[Start of Attachment]
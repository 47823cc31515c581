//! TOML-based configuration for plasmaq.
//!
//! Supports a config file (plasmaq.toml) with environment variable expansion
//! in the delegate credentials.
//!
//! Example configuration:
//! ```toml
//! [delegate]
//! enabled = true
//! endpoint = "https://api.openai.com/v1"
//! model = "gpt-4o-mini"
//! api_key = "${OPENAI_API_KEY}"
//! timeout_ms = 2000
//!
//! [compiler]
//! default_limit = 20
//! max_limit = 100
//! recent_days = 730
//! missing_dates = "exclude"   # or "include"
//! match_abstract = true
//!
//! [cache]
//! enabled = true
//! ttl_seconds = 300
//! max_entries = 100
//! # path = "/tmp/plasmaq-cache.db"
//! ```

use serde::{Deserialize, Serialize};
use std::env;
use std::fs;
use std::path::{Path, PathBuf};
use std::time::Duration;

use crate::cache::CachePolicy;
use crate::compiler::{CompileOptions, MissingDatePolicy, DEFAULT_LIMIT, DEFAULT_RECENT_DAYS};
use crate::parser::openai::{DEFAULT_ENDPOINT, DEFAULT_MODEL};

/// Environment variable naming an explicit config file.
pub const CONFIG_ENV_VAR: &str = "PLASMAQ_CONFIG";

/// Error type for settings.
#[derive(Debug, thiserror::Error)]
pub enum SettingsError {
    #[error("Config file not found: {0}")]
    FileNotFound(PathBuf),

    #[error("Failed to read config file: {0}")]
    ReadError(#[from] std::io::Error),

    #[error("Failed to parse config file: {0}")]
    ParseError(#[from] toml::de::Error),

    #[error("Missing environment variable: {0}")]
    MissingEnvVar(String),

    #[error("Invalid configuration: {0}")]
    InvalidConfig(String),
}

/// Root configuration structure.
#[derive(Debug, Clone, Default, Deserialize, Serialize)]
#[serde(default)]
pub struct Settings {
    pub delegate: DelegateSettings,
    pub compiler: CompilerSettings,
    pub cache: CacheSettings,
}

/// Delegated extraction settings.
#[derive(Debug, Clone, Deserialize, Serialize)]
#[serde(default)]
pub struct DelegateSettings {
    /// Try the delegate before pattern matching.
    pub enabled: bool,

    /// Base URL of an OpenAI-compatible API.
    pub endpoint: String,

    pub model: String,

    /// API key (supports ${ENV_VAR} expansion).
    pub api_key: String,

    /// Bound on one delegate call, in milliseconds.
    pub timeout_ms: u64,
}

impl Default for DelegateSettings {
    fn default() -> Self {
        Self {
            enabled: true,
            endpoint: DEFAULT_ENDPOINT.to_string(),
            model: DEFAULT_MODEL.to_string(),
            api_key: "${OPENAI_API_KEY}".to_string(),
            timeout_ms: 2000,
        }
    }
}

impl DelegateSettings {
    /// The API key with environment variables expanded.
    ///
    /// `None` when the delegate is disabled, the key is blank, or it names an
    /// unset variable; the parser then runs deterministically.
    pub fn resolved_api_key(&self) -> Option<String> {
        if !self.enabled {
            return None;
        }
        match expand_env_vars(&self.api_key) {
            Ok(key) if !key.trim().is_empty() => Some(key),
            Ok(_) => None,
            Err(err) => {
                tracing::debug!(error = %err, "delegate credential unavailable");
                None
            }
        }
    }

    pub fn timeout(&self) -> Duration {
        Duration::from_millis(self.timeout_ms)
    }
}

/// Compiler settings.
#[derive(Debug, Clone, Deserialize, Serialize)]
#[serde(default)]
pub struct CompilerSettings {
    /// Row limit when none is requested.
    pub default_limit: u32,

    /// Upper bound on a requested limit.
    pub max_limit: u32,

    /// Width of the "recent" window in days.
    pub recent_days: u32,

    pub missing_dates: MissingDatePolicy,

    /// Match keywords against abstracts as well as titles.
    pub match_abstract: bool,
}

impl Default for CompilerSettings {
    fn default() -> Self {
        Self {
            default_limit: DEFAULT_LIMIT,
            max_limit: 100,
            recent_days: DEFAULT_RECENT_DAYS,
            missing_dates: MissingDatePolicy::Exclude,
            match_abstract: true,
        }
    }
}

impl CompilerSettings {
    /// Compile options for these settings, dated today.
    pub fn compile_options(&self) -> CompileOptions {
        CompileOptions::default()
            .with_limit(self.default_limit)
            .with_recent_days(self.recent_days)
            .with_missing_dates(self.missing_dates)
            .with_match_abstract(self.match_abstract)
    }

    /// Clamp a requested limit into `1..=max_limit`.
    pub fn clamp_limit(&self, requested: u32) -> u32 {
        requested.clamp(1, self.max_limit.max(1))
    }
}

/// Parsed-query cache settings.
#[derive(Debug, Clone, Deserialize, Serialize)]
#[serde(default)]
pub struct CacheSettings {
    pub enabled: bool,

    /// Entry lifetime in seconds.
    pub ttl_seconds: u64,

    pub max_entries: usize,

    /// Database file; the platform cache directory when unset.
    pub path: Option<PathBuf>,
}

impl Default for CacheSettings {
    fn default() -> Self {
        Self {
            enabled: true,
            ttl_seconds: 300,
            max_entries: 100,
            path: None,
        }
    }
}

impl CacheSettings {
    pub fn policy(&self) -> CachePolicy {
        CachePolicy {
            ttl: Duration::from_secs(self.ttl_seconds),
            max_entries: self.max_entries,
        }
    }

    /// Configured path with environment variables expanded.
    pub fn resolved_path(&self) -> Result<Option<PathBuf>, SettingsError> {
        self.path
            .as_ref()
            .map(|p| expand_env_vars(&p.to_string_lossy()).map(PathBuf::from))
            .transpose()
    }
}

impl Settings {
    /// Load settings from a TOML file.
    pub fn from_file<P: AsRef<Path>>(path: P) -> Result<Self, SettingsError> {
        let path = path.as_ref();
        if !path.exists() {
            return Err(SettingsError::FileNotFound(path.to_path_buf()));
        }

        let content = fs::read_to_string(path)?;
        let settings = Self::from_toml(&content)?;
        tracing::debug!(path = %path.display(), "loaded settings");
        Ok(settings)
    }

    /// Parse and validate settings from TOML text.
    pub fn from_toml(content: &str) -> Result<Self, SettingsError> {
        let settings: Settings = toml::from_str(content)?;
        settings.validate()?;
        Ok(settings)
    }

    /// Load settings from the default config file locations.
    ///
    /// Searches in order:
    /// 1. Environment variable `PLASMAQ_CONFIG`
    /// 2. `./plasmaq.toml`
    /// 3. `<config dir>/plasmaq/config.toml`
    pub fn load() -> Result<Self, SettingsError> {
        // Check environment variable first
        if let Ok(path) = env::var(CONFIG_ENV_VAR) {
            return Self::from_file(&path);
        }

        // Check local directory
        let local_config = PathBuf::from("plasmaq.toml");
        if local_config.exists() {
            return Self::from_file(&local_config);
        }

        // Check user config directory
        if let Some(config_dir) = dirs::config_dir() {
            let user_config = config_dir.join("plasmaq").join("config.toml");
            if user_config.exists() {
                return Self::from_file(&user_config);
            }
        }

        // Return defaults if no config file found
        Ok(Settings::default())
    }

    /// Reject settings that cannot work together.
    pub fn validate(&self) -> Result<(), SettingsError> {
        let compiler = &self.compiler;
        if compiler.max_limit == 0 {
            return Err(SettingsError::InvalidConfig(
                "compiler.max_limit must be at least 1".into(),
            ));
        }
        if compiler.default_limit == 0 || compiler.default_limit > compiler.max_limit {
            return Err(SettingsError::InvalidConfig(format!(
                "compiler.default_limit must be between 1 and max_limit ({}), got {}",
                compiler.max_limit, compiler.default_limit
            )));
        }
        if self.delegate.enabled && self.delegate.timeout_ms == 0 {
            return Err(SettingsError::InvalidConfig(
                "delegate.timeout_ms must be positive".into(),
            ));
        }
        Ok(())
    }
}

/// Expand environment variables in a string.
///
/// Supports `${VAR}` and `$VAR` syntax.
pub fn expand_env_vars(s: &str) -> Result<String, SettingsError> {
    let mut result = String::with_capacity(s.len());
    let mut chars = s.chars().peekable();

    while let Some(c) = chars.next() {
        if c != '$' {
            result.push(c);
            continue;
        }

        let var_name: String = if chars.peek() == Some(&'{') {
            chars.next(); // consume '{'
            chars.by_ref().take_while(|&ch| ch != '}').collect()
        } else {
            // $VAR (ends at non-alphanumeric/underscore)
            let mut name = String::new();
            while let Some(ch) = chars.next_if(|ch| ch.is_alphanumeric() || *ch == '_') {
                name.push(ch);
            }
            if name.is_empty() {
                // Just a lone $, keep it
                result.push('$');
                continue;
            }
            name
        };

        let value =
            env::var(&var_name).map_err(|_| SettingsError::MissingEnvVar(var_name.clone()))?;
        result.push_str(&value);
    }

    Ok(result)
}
[End of Attachment]
Requirement —
Only lines with the word "CacheSettings" are wanted. Find and copy them from the records above.

Task solution —
    pub cache: CacheSettings,
pub struct CacheSettings {
impl Default for CacheSettings {
impl CacheSettings {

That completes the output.